Brady T J, Thrall J H, Clare J M, Rogers W L, Lo K, Pitt B
Radiology. 1979 Sep;132(3):697-702. doi: 10.1148/132.3.697.
Eighty-nine patients were evaluated for coronary artery disease (CAD) with exercise radionuclide ventriculography (ERV) and contrast coronary angiography. In 70 patients with documented lesions the ERV was abnormal in 65 for a sensitivity of 93%. In patients with normal coronary arteries, the ERV was abnormal in none for a specificity of 100%. Sensitivity of ERV for detecting CAD was affected by the level of exercise achieved. In patients with documented CAD who achieved adequate exercise (i.e., pressure rate product (PRP) greater than 250 or the development of angina or ST segment depression during exercise), the sensitivity was 98% (56 of 57 patients). In those with documented CAD who failed to achieve adequate exercise, the sensitivity was 69% (9 of 13 patients).

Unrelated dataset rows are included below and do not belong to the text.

//! 有界重试与降级
//!
//! 结构化补全的策略：生成、剥离包装、解析；解析失败用同一提示词
//! 重试到固定上限。全部失败不抛错，由调用方用 `or_degraded` 换成
//! 定义良好的保守默认值——管线宁可悄悄降级也不阻断用户提交流程。

use serde::de::DeserializeOwned;
use tracing::warn;

use crate::genai::client::GenerativeClient;
use crate::genai::decode::decode_structured;

/// 重试结果
#[derive(Debug)]
pub enum RetryOutcome<T> {
    /// 某次尝试成功解析
    Parsed(T),
    /// 所有尝试耗尽
    Exhausted { attempts: u32, last_error: String },
}

/// 对调用方可见的最终结果：要么解析值，要么降级默认值
#[derive(Debug)]
pub enum Structured<T> {
    /// 正常解析的值
    Parsed(T),
    /// 降级默认值
    Degraded(T),
}

impl<T> RetryOutcome<T> {
    /// 耗尽时替换为降级默认值
    pub fn or_degraded(self, fallback: T) -> Structured<T> {
        match self {
            RetryOutcome::Parsed(value) => Structured::Parsed(value),
            RetryOutcome::Exhausted {
                attempts,
                last_error,
            } => {
                warn!(
                    "Structured generation exhausted after {} attempts, degrading: {}",
                    attempts, last_error
                );
                Structured::Degraded(fallback)
            }
        }
    }
}

impl<T> Structured<T> {
    /// 取出内部值
    pub fn into_inner(self) -> T {
        match self {
            Structured::Parsed(value) | Structured::Degraded(value) => value,
        }
    }

    /// 是否为降级结果
    pub fn is_degraded(&self) -> bool {
        matches!(self, Structured::Degraded(_))
    }
}

/// 带重试的结构化补全
///
/// 同一提示词最多尝试 `max_attempts` 次（生成 + 解析合为一次尝试）。
pub async fn structured_with_retry<T: DeserializeOwned>(
    client: &dyn GenerativeClient,
    prompt: &str,
    max_attempts: u32,
) -> RetryOutcome<T> {
    let attempts = max_attempts.max(1);
    let mut last_error = String::new();

    for attempt in 1..=attempts {
        match client.complete(prompt).await {
            Ok(raw) => match decode_structured::<T>(&raw) {
                Ok(value) => return RetryOutcome::Parsed(value),
                Err(e) => {
                    warn!(
                        "Structured decode failed (attempt {}/{}): {}",
                        attempt, attempts, e
                    );
                    last_error = e.to_string();
                }
            },
            Err(e) => {
                warn!(
                    "Generation call failed (attempt {}/{}): {}",
                    attempt, attempts, e
                );
                last_error = e.to_string();
            }
        }
    }

    RetryOutcome::Exhausted {
        attempts,
        last_error,
    }
}
//! 媒体生成管线
//!
//! 生成/缓存/去重契约的共享实现：从语义输入派生稳定键，查持久缓存，
//! 未命中才调用外部生成，制品落盘后以稳定引用记录缓存条目。
//! 语义相同的请求不会付两次生成成本。
//!
//! 缓存查询失败按未命中处理，缓存写入尽力而为——两者都只记日志。

use async_trait::async_trait;
use std::future::Future;
use std::sync::Arc;
use tracing::{debug, warn};

use crate::cache::artifact_store::{ArtifactStore, MediaKind};
use crate::cache::content_cache::ContentCache;
use crate::cache::key::{ArtifactKind, cache_key};
use crate::error::{AppError, Result};
use crate::genai::client::GenerativeClient;
use crate::observability::AppMetrics;

/// 媒体生成管线 trait
#[async_trait]
pub trait MediaPipeline: Send + Sync {
    /// 语音合成，返回制品引用
    async fn speech(&self, text: &str, voice: &str) -> Result<String>;

    /// 配图合成，返回制品引用
    async fn illustration(&self, prompt: &str) -> Result<String>;
}

/// 媒体生成管线实现
pub struct MediaPipelineImpl {
    cache: Arc<dyn ContentCache>,
    store: Arc<dyn ArtifactStore>,
    genai: Arc<dyn GenerativeClient>,
    metrics: Arc<AppMetrics>,
    /// 图像模型名，参与键派生
    image_model: String,
    /// 语音模型名，参与键派生
    speech_model: String,
}

impl MediaPipelineImpl {
    pub fn new(
        cache: Arc<dyn ContentCache>,
        store: Arc<dyn ArtifactStore>,
        genai: Arc<dyn GenerativeClient>,
        metrics: Arc<AppMetrics>,
        image_model: String,
        speech_model: String,
    ) -> Self {
        Self {
            cache,
            store,
            genai,
            metrics,
            image_model,
            speech_model,
        }
    }

    /// 缓存优先的生成流程
    async fn resolve<F>(&self, key: &str, kind: MediaKind, generate: F) -> Result<String>
    where
        F: Future<Output = Result<Vec<u8>>>,
    {
        match self.cache.lookup(key).await {
            Ok(Some(reference)) => {
                debug!("Artifact cache hit: {}", key);
                self.metrics.record_cache_lookup(true);
                return Ok(reference);
            }
            Ok(None) => self.metrics.record_cache_lookup(false),
            // 缓存不可达按未命中处理，生成照常进行
            Err(e) => {
                warn!("Artifact cache lookup failed, treating as miss: {}", e);
                self.metrics.record_cache_lookup(false);
            }
        }

        self.metrics.record_generation_call();
        let bytes = generate.await?;
        if bytes.is_empty() {
            return Err(AppError::Generation(
                "Backend returned empty artifact payload".to_string(),
            ));
        }

        let reference = self.store.store(&bytes, kind).await?;

        if let Err(e) = self.cache.store(key, &reference).await {
            warn!("Artifact cache store failed (continuing): {}", e);
        }

        Ok(reference)
    }
}

#[async_trait]
impl MediaPipeline for MediaPipelineImpl {
    async fn speech(&self, text: &str, voice: &str) -> Result<String> {
        let key = cache_key(
            ArtifactKind::Speech,
            &[text, voice, &self.speech_model],
        );
        self.resolve(&key, MediaKind::Audio, self.genai.synthesize_speech(text, voice))
            .await
    }

    async fn illustration(&self, prompt: &str) -> Result<String> {
        let key = cache_key(ArtifactKind::Illustration, &[prompt, &self.image_model]);
        self.resolve(&key, MediaKind::Image, self.genai.synthesize_image(prompt))
            .await
    }
}

/// 创建媒体生成管线
pub fn create_media_pipeline(
    cache: Arc<dyn ContentCache>,
    store: Arc<dyn ArtifactStore>,
    genai: Arc<dyn GenerativeClient>,
    metrics: Arc<AppMetrics>,
    image_model: String,
    speech_model: String,
) -> Box<dyn MediaPipeline> {
    Box::new(MediaPipelineImpl::new(
        cache,
        store,
        genai,
        metrics,
        image_model,
        speech_model,
    ))
}

#[cfg(test)]
mod tests {
    use super::*;
    use crate::cache::content_cache::InMemoryContentCache;
    use crate::genai::client::MockGenerativeClient;
    use std::sync::Mutex;
    use std::sync::atomic::{AtomicU32, Ordering};

    /// 记录写入的制品存储替身
    #[derive(Default)]
    struct RecordingStore {
        stored: Mutex<Vec<Vec<u8>>>,
        counter: AtomicU32,
    }

    #[async_trait]
    impl ArtifactStore for RecordingStore {
        async fn store(&self, bytes: &[u8], kind: MediaKind) -> Result<String> {
            if bytes.is_empty() {
                return Err(AppError::InvalidArtifact("empty".into()));
            }
            self.stored.lock().unwrap().push(bytes.to_vec());
            let n = self.counter.fetch_add(1, Ordering::SeqCst);
            let partition = match kind {
                MediaKind::Image => "images",
                MediaKind::Audio => "audio",
                MediaKind::Other => "misc",
            };
            Ok(format!("{}/{}.bin", partition, n))
        }

        async fn delete(&self, _reference: &str) -> Result<()> {
            Ok(())
        }
    }

    /// 查询必败的缓存替身
    struct BrokenCache;

    #[async_trait]
    impl ContentCache for BrokenCache {
        async fn lookup(&self, _key: &str) -> Result<Option<String>> {
            Err(AppError::StorageUnavailable("cache down".into()))
        }

        async fn store(&self, _key: &str, _reference: &str) -> Result<()> {
            Err(AppError::StorageUnavailable("cache down".into()))
        }
    }

    fn pipeline_with(
        cache: Arc<dyn ContentCache>,
        genai: MockGenerativeClient,
    ) -> MediaPipelineImpl {
        MediaPipelineImpl::new(
            cache,
            Arc::new(RecordingStore::default()),
            Arc::new(genai),
            Arc::new(AppMetrics::default()),
            "img-model".into(),
            "tts-model".into(),
        )
    }

    #[tokio::test]
    async fn test_speech_generates_once_for_identical_input() {
        let mut genai = MockGenerativeClient::new();
        genai
            .expect_synthesize_speech()
            .times(1)
            .returning(|_, _| Ok(b"mp3-bytes".to_vec()));

        let pipeline = pipeline_with(Arc::new(InMemoryContentCache::new()), genai);

        let first = pipeline.speech("hello", "alloy").await.unwrap();
        let second = pipeline.speech("hello", "alloy").await.unwrap();
        assert_eq!(first, second);
    }

    #[tokio::test]
    async fn test_voice_change_misses_cache() {
        let mut genai = MockGenerativeClient::new();
        genai
            .expect_synthesize_speech()
            .times(2)
            .returning(|_, _| Ok(b"mp3-bytes".to_vec()));

        let pipeline = pipeline_with(Arc::new(InMemoryContentCache::new()), genai);

        let alloy = pipeline.speech("hello", "alloy").await.unwrap();
        let nova = pipeline.speech("hello", "nova").await.unwrap();
        assert_ne!(alloy, nova);
    }

    #[tokio::test]
    async fn test_cache_failure_treated_as_miss() {
        let mut genai = MockGenerativeClient::new();
        genai
            .expect_synthesize_image()
            .times(1)
            .returning(|_| Ok(b"png-bytes".to_vec()));

        let pipeline = pipeline_with(Arc::new(BrokenCache), genai);

        let reference = pipeline.illustration("a right triangle").await.unwrap();
        assert!(reference.starts_with("images/"));
    }

    #[tokio::test]
    async fn test_cache_lookups_and_generation_calls_are_counted() {
        let mut genai = MockGenerativeClient::new();
        genai
            .expect_synthesize_speech()
            .times(1)
            .returning(|_, _| Ok(b"mp3-bytes".to_vec()));

        let metrics = Arc::new(AppMetrics::default());
        let pipeline = MediaPipelineImpl::new(
            Arc::new(InMemoryContentCache::new()),
            Arc::new(RecordingStore::default()),
            Arc::new(genai),
            metrics.clone(),
            "img-model".into(),
            "tts-model".into(),
        );

        pipeline.speech("hello", "alloy").await.unwrap();
        pipeline.speech("hello", "alloy").await.unwrap();

        let output = metrics.gather();
        assert!(output.contains("cache_misses_total 1"));
        assert!(output.contains("cache_hits_total 1"));
        assert!(output.contains("generation_calls_total 1"));
    }

    #[tokio::test]
    async fn test_empty_backend_payload_is_generation_error() {
        let mut genai = MockGenerativeClient::new();
        genai
            .expect_synthesize_image()
            .times(1)
            .returning(|_| Ok(Vec::new()));

        let pipeline = pipeline_with(Arc::new(InMemoryContentCache::new()), genai);

        let err = pipeline.illustration("anything").await.unwrap_err();
        assert!(matches!(err, AppError::Generation(_)));
    }
}
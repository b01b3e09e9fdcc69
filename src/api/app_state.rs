use crate::config::config::{GenAiConfig, SecurityConfig};
use crate::models::attempt_repository::AttemptRepository;
use crate::models::plan_repository::PlanRepository;
use crate::models::question_repository::QuestionRepository;
use crate::services::grading::GradingService;
use crate::services::media::MediaPipeline;
use crate::services::practice::PracticeService;
use crate::services::weakness::WeaknessService;
use crate::storage::surrealdb::SurrealPool;
use std::sync::Arc;

/// Application state containing all shared services
#[derive(Clone)]
pub struct AppState {
    /// Database connection pool
    pub db_pool: SurrealPool,
    /// Plan repository for study plan CRUD operations
    pub plan_repository: Arc<dyn PlanRepository>,
    /// Question repository for question persistence and dedup
    pub question_repository: Arc<dyn QuestionRepository>,
    /// Attempt repository for attempt logs and weakness aggregates
    pub attempt_repository: Arc<dyn AttemptRepository>,
    /// Practice service for question generation
    pub practice_service: Arc<dyn PracticeService>,
    /// Grading service for answer submissions
    pub grading_service: Arc<dyn GradingService>,
    /// Weakness service for history analysis
    pub weakness_service: Arc<dyn WeaknessService>,
    /// Media pipeline for cached speech/image synthesis
    pub media_pipeline: Arc<dyn MediaPipeline>,
    /// Security settings for the identity middleware
    pub security: Arc<SecurityConfig>,
    /// Generative backend settings (default voice etc.)
    pub genai_config: Arc<GenAiConfig>,
}

impl std::fmt::Debug for AppState {
    fn fmt(&self, f: &mut std::fmt::Formatter<'_>) -> std::fmt::Result {
        f.debug_struct("AppState")
            .field("db_pool", &"SurrealPool")
            .field("plan_repository", &"Arc<dyn PlanRepository>")
            .field("question_repository", &"Arc<dyn QuestionRepository>")
            .field("attempt_repository", &"Arc<dyn AttemptRepository>")
            .field("practice_service", &"Arc<dyn PracticeService>")
            .field("grading_service", &"Arc<dyn GradingService>")
            .field("weakness_service", &"Arc<dyn WeaknessService>")
            .field("media_pipeline", &"Arc<dyn MediaPipeline>")
            .field("security", &self.security)
            .field("genai_config", &"Arc<GenAiConfig>")
            .finish()
    }
}

impl AppState {
    /// Create new application state
    pub fn new(
        db_pool: SurrealPool,
        plan_repository: Arc<dyn PlanRepository>,
        question_repository: Arc<dyn QuestionRepository>,
        attempt_repository: Arc<dyn AttemptRepository>,
        practice_service: Box<dyn PracticeService>,
        grading_service: Box<dyn GradingService>,
        weakness_service: Box<dyn WeaknessService>,
        media_pipeline: Arc<dyn MediaPipeline>,
        security: SecurityConfig,
        genai_config: GenAiConfig,
    ) -> Self {
        Self {
            db_pool,
            plan_repository,
            question_repository,
            attempt_repository,
            practice_service: Arc::from(practice_service),
            grading_service: Arc::from(grading_service),
            weakness_service: Arc::from(weakness_service),
            media_pipeline,
            security: Arc::new(security),
            genai_config: Arc::new(genai_config),
        }
    }
}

八十九名患者接受了运动放射性核素心室造影(ERV)和冠状动脉造影,以评估冠状动脉疾病(CAD)。在70名有记录病变的患者中,65名患者的ERV异常,敏感性为93%。在冠状动脉正常的患者中,ERV无一异常,特异性为100%。ERV检测CAD的敏感性受运动达到的水平影响。在有记录的CAD且运动充分的患者中(即压力心率乘积(PRP)大于250,或运动期间出现心绞痛或ST段压低),敏感性为98%(57名患者中的56名)。在有记录的CAD但运动未达充分的患者中,敏感性为69%(13名患者中的9名)。